In the entries below, the word "info" appears on some lines. Copy each of those lines.
--- Given records Enclosed Below ---
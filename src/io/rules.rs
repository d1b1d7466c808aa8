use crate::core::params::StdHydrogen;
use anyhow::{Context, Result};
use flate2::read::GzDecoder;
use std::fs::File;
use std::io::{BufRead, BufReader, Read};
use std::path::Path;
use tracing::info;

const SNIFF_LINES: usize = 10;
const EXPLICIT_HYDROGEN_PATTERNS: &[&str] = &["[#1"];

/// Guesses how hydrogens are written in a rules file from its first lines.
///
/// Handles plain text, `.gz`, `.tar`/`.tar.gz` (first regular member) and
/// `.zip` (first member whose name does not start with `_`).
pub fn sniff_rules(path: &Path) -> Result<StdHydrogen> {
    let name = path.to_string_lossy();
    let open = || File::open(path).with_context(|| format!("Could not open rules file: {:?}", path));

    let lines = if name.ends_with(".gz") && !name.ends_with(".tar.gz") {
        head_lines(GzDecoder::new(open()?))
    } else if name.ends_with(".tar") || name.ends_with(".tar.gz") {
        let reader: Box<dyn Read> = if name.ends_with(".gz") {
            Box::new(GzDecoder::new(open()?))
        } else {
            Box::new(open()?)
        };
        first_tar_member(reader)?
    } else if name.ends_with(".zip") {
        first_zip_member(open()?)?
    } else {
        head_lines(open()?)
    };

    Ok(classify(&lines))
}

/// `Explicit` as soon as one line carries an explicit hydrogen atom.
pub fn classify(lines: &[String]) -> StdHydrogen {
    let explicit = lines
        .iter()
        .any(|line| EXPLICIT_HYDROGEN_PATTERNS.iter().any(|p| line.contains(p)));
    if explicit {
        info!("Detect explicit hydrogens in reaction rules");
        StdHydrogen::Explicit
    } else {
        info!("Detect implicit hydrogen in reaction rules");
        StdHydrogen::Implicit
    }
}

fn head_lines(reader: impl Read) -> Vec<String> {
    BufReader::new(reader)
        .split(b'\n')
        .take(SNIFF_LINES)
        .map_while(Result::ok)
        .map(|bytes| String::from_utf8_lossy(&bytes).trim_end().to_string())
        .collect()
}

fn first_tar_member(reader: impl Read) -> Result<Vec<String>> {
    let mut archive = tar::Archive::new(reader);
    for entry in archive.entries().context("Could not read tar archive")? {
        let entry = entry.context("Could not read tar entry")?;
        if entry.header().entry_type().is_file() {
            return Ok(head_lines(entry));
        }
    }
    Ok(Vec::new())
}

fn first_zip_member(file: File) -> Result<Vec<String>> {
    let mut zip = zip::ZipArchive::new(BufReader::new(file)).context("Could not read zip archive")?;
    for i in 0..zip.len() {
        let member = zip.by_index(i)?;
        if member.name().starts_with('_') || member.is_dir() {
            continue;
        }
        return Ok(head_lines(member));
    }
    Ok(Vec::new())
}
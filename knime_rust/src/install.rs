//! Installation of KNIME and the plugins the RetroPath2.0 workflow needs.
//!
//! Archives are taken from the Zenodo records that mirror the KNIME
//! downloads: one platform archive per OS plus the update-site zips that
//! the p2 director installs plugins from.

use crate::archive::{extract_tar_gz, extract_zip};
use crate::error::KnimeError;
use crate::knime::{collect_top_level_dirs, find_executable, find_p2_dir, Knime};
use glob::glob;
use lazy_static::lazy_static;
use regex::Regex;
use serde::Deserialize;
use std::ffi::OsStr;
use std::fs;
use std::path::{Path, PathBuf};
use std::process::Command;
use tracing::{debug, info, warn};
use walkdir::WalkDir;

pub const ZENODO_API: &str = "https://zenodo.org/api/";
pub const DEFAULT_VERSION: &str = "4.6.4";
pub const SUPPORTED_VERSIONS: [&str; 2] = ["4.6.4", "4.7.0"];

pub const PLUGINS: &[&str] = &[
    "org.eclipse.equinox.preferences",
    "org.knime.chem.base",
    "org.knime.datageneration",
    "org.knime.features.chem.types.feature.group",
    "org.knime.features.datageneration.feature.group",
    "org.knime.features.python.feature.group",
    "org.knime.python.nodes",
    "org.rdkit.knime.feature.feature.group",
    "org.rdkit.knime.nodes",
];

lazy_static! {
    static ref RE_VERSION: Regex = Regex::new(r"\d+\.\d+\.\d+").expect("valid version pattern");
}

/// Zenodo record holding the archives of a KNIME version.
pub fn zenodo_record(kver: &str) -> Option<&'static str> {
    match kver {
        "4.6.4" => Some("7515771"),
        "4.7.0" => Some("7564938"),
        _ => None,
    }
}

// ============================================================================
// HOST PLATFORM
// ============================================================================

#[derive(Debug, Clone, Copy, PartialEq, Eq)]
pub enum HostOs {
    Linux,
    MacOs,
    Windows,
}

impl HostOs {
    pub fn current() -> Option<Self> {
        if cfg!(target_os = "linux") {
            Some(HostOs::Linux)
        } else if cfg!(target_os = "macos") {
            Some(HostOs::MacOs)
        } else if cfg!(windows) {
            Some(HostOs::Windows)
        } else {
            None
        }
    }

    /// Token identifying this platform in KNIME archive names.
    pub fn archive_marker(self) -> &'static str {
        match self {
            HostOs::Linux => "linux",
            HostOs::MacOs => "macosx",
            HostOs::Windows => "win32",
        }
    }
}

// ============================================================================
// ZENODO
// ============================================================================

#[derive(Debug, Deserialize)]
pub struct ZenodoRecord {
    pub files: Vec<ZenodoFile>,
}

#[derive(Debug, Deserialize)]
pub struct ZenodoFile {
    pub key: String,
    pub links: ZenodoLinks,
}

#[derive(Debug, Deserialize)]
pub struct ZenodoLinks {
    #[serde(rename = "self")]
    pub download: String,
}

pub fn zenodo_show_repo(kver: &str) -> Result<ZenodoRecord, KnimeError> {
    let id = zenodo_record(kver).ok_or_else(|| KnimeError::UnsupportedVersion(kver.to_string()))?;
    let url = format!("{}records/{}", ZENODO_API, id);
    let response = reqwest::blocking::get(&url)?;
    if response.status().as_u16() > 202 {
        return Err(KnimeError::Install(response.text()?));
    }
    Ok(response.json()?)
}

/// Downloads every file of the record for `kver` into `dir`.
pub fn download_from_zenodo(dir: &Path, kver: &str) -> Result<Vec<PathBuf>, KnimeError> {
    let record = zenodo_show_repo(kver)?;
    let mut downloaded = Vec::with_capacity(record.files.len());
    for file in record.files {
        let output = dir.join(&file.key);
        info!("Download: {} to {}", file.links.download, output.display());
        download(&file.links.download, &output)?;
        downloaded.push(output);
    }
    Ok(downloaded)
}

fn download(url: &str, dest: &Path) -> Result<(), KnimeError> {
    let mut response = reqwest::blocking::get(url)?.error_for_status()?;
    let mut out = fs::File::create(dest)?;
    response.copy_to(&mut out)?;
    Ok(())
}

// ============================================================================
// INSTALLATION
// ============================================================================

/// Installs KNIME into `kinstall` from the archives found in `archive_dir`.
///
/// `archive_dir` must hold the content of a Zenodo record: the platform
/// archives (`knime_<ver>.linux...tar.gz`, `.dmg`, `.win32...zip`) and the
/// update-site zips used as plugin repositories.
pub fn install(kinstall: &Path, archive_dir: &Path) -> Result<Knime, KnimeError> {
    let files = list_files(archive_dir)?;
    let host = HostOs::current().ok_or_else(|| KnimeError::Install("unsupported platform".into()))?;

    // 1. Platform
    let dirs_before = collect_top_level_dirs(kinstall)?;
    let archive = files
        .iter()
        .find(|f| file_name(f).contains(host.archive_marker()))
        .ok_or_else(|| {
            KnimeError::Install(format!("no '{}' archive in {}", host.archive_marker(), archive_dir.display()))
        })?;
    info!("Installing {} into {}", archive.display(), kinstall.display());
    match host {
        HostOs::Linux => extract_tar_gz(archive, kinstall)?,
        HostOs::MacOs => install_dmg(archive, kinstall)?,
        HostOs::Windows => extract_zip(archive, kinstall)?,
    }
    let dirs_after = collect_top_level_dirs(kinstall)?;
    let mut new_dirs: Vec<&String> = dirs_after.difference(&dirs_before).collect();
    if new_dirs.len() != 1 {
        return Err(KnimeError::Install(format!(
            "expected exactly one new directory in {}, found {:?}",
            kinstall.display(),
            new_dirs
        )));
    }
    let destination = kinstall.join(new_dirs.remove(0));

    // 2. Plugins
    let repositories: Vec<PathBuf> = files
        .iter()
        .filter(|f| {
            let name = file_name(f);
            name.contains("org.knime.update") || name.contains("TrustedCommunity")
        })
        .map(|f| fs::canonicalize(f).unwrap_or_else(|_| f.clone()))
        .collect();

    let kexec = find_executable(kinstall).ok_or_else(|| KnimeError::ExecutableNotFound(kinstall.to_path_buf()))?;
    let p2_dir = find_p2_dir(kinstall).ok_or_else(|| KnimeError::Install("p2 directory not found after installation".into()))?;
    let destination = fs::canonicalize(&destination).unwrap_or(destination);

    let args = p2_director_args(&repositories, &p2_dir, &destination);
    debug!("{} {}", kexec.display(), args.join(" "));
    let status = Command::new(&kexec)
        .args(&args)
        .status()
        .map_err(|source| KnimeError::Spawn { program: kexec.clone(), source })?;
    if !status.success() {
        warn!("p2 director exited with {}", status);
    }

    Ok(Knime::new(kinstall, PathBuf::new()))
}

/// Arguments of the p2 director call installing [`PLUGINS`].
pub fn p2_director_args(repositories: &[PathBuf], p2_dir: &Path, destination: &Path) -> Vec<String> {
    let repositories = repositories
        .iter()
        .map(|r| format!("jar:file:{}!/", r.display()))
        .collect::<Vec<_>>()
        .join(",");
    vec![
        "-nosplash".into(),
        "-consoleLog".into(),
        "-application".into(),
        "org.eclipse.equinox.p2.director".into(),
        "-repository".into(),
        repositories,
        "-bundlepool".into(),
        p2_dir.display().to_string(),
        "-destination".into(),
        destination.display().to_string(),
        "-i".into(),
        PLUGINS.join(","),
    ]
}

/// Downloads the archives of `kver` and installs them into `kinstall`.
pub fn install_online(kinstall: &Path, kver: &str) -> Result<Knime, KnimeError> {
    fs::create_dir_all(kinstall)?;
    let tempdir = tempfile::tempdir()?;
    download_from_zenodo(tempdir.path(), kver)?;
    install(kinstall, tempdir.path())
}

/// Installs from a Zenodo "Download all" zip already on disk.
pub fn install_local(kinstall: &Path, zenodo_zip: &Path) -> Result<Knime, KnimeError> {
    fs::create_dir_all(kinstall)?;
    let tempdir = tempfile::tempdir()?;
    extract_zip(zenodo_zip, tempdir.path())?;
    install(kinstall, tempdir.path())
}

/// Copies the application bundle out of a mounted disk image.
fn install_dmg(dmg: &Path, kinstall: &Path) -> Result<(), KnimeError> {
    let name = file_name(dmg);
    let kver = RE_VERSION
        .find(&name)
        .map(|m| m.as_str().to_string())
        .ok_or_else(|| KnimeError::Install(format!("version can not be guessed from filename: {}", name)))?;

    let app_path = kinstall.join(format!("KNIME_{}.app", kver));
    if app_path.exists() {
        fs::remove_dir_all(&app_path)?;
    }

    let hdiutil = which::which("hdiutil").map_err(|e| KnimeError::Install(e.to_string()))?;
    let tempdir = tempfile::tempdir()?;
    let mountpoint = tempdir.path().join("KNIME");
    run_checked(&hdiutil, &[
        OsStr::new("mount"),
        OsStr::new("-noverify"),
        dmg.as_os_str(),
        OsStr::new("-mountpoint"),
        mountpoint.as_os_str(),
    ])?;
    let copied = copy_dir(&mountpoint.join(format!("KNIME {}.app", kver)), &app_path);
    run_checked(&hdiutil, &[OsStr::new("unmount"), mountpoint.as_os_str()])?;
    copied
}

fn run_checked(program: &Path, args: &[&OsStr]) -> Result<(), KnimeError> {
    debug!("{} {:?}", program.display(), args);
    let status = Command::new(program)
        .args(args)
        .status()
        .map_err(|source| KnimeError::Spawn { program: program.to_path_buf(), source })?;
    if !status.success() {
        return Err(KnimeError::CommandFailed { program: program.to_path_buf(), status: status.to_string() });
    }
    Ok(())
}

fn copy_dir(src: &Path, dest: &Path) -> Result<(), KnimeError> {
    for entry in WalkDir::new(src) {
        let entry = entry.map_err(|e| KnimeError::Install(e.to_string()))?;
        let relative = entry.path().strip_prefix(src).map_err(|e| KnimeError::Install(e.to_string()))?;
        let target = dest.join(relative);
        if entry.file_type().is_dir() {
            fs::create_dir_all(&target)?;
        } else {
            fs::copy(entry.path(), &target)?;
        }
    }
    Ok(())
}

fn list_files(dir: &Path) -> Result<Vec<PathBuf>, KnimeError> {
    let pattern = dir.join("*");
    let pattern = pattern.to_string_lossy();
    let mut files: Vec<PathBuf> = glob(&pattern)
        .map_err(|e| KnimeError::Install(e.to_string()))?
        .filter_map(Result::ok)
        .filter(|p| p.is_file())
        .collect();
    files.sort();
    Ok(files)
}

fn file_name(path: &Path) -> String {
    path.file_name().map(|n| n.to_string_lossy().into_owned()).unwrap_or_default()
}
--- End of Enclosed Given records ---
▸ **Reply to the exercise**:
use tracing::info;
        info!("Detect explicit hydrogens in reaction rules");
        info!("Detect implicit hydrogen in reaction rules");
use tracing::{debug, info, warn};
        info!("Download: {} to {}", file.links.download, output.display());
    info!("Installing {} into {}", archive.display(), kinstall.display());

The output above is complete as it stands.